Microsoft’s major concession to convince the British regulator to approve Redmond’s deal to buy Activision Blizzard for $69 billion (£56bn) seems to have succeeded.

The UK’s Competition and Markets Authority (CMA) announced on Friday that the new Microsoft/Activision deal addresses previous CMA concerns surrounding cloud gaming.

Last month Microsoft had in a last ditch effort to win UK approval for the deal, submitted a new acquisition deal for the CMA to review, which contained a concession for the UK regulator.

Microsoft concession

Under the restructured deal, Microsoft pledged it would not acquire cloud rights for existing Activision PC and console games, or for new games released by Activision during the next 15 years.

Instead, these rights would be divested to Ubisoft Entertainment SA (Ubisoft) prior to Microsoft’s acquisition of Activision.

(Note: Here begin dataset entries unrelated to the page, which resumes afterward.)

#[cfg(test)]
mod tests {
    use super::*;
    use crate::repository::{FilterValue, RepositoryErrorKind};
    use serde::{Deserialize, Serialize};
    use serde_json::json;

    #[derive(Debug, Clone, Default, PartialEq, Serialize, Deserialize)]
    struct Gadget {
        id: u64,
        name: String,
        weight: i64,
        colour: Option<String>,
    }

    impl Resource for Gadget {
        fn id(&self) -> u64 {
            self.id
        }

        fn set_id(&mut self, id: u64) {
            self.id = id;
        }
    }

    fn gadget(name: &str, weight: i64) -> Gadget {
        Gadget {
            name: name.to_string(),
            weight,
            ..Gadget::default()
        }
    }

    async fn seeded() -> InMemoryRepository<Gadget> {
        let repo = InMemoryRepository::new();
        repo.create(gadget("alpha", 10)).await.unwrap();
        repo.create(gadget("beta", 20)).await.unwrap();
        repo.create(Gadget {
            colour: Some("red".to_string()),
            ..gadget("alphabet", 30)
        })
        .await
        .unwrap();
        repo
    }

    #[tokio::test]
    async fn test_create_assigns_sequential_ids() {
        let repo = seeded().await;
        let ids: Vec<u64> = repo.list(&[]).await.unwrap().iter().map(|g| g.id).collect();
        assert_eq!(ids, vec![1, 2, 3]);
        assert_eq!(repo.stats().create, 3);
    }

    #[tokio::test]
    async fn test_create_with_taken_id_fails() {
        let repo = seeded().await;
        let error = repo
            .create(Gadget {
                id: 2,
                ..gadget("dup", 1)
            })
            .await
            .unwrap_err();
        assert_eq!(error.kind, RepositoryErrorKind::AlreadyExists);
    }

    #[tokio::test]
    async fn test_create_with_max_id_is_rejected() {
        let repo = seeded().await;
        let error = repo
            .create(Gadget {
                id: u64::MAX,
                ..gadget("edge", 1)
            })
            .await
            .unwrap_err();
        assert_eq!(error.kind, RepositoryErrorKind::ValidationFailed);
        assert_eq!(repo.len(), 3);

        let next = repo.create(gadget("after", 1)).await.unwrap();
        assert_eq!(next.id, 4);
    }

    #[tokio::test]
    async fn test_filters_are_a_conjunction() {
        let repo = seeded().await;
        let rows = repo
            .list(&[
                FilterCondition::like("name", "alpha%"),
                FilterCondition::gt("weight", 15),
            ])
            .await
            .unwrap();
        assert_eq!(rows.len(), 1);
        assert_eq!(rows[0].name, "alphabet");
    }

    #[tokio::test]
    async fn test_in_with_mixed_numeric_list() {
        let repo = seeded().await;
        let values = FilterValue::List(vec![FilterValue::Float(10.0), FilterValue::Float(30.0)]);
        let rows = repo
            .list(&[FilterCondition::is_in("weight", values)])
            .await
            .unwrap();
        assert_eq!(
            rows.iter().map(|g| g.name.as_str()).collect::<Vec<_>>(),
            vec!["alpha", "alphabet"]
        );
    }

    #[tokio::test]
    async fn test_like_underscore_and_escaping() {
        let repo = seeded().await;
        let rows = repo
            .list(&[FilterCondition::like("name", "bet_")])
            .await
            .unwrap();
        assert_eq!(rows.len(), 1);

        let none = repo
            .list(&[FilterCondition::like("name", "alph.")])
            .await
            .unwrap();
        assert!(none.is_empty());
    }

    #[tokio::test]
    async fn test_in_and_null_operators() {
        let repo = seeded().await;
        let rows = repo
            .list(&[FilterCondition::is_in("weight", vec![10_i64, 30])])
            .await
            .unwrap();
        assert_eq!(rows.len(), 2);

        let uncoloured = repo
            .list(&[FilterCondition::is_null("colour")])
            .await
            .unwrap();
        assert_eq!(uncoloured.len(), 2);
    }

    #[tokio::test]
    async fn test_first_returns_lowest_id_match() {
        let repo = seeded().await;
        let first = repo
            .first(&[FilterCondition::like("name", "%a%")])
            .await
            .unwrap();
        assert_eq!(first.map(|g| g.id), Some(1));
        assert!(repo
            .first(&[FilterCondition::eq("name", "none")])
            .await
            .unwrap()
            .is_none());
    }

    #[tokio::test]
    async fn test_page_past_end_is_empty() {
        let repo = seeded().await;
        let page = repo.page(&[], PageQuery::new(5, 2)).await.unwrap();
        assert!(page.items.is_empty());
        assert_eq!(page.pagination.total, 3);
        assert_eq!(page.pagination.page_count, 2);
    }

    #[tokio::test]
    async fn test_update_fields_merges_only_supplied_fields() {
        let repo = seeded().await;
        let base = repo.get(2, &[]).await.unwrap().unwrap();
        let fields = json!({"weight": 3}).as_object().cloned().unwrap();
        repo.update_fields(2, &base, fields).await.unwrap();

        let row = repo.get(2, &[]).await.unwrap().unwrap();
        assert_eq!(row.name, "beta");
        assert_eq!(row.weight, 3);
    }

    #[tokio::test]
    async fn test_soft_delete_then_restore() {
        let repo = seeded().await;
        repo.soft_delete(1).await.unwrap();
        assert!(repo.get(1, &[]).await.unwrap().is_none());
        assert!(repo.is_soft_deleted(1));
        assert_eq!(repo.list(&[]).await.unwrap().len(), 2);

        repo.restore(1).await.unwrap();
        assert!(repo.get(1, &[]).await.unwrap().is_some());
        assert_eq!(repo.list(&[]).await.unwrap().len(), 3);
    }

    #[tokio::test]
    async fn test_hard_delete_removes_row() {
        let repo = seeded().await;
        repo.hard_delete(3).await.unwrap();
        assert_eq!(repo.len(), 2);
        let error = repo.hard_delete(3).await.unwrap_err();
        assert_eq!(error.kind, RepositoryErrorKind::NotFound);
        assert_eq!(error.operation, RepositoryOperation::HardDelete);
    }

    #[tokio::test]
    async fn test_update_missing_row_is_not_found() {
        let repo = seeded().await;
        let error = repo.update(99, gadget("x", 1)).await.unwrap_err();
        assert_eq!(error.kind, RepositoryErrorKind::NotFound);
        assert_eq!(error.operation, RepositoryOperation::Update);
    }

    #[test]
    fn test_like_to_regex() {
        assert_eq!(like_to_regex("a%b_"), "^a.*b.$");
        assert_eq!(like_to_regex("1.5"), "^1\\.5$");
    }
}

The CMA announced last month it would study Microsoft’s proposal in a stage one investigation, and now the British competition regulator has concluded the concession will allay its cloud computing concerns.

The CMA had been the world’s last remaining competition regulator (other than the US) opposing the deal, when in April it officially blocked the acquisition, citing potential harm to the nascent market for cloud gaming.

The European Commission has already approved the deal, while the US Federal Trade Commission (FTC) suffered a court defeat over its own efforts to block the Microsoft-Activision deal.

Shortly after that US court ruling, the UK’s CMA said it was prepared to reconsider the case if Microsoft were to restructure the deal, in an unprecedented move.

CMA approval

And now it seems that Microsoft’s concession has done the trick.

“While the CMA has identified limited residual concerns with the new deal, Microsoft has put forward remedies which the CMA has provisionally concluded should address these issues,” the CMA confirmed. “The CMA is now consulting on the remedies before making a final decision.”

It said that in contrast to the original deal, Microsoft will no longer control cloud gaming rights for Activision’s content, so it would not be in a position to limit access to Activision’s key content to its own cloud gaming service or to withhold those games from rivals.

The CMA said that it considers that the restructured deal makes important changes, but that while the restructured deal is materially different to the previous transaction, the CMA has limited residual concerns that certain provisions in the sale of Activision’s cloud streaming rights to Ubisoft could be circumvented, terminated, or not enforced.

To address these concerns, Microsoft has offered remedies to ensure that the terms of the sale of Activision’s rights to Ubisoft are enforceable by the CMA. The CMA has provisionally concluded that this additional protection should resolve those residual concerns.

The CMA has now opened a consultation, until 6 October, on Microsoft’s proposed remedies.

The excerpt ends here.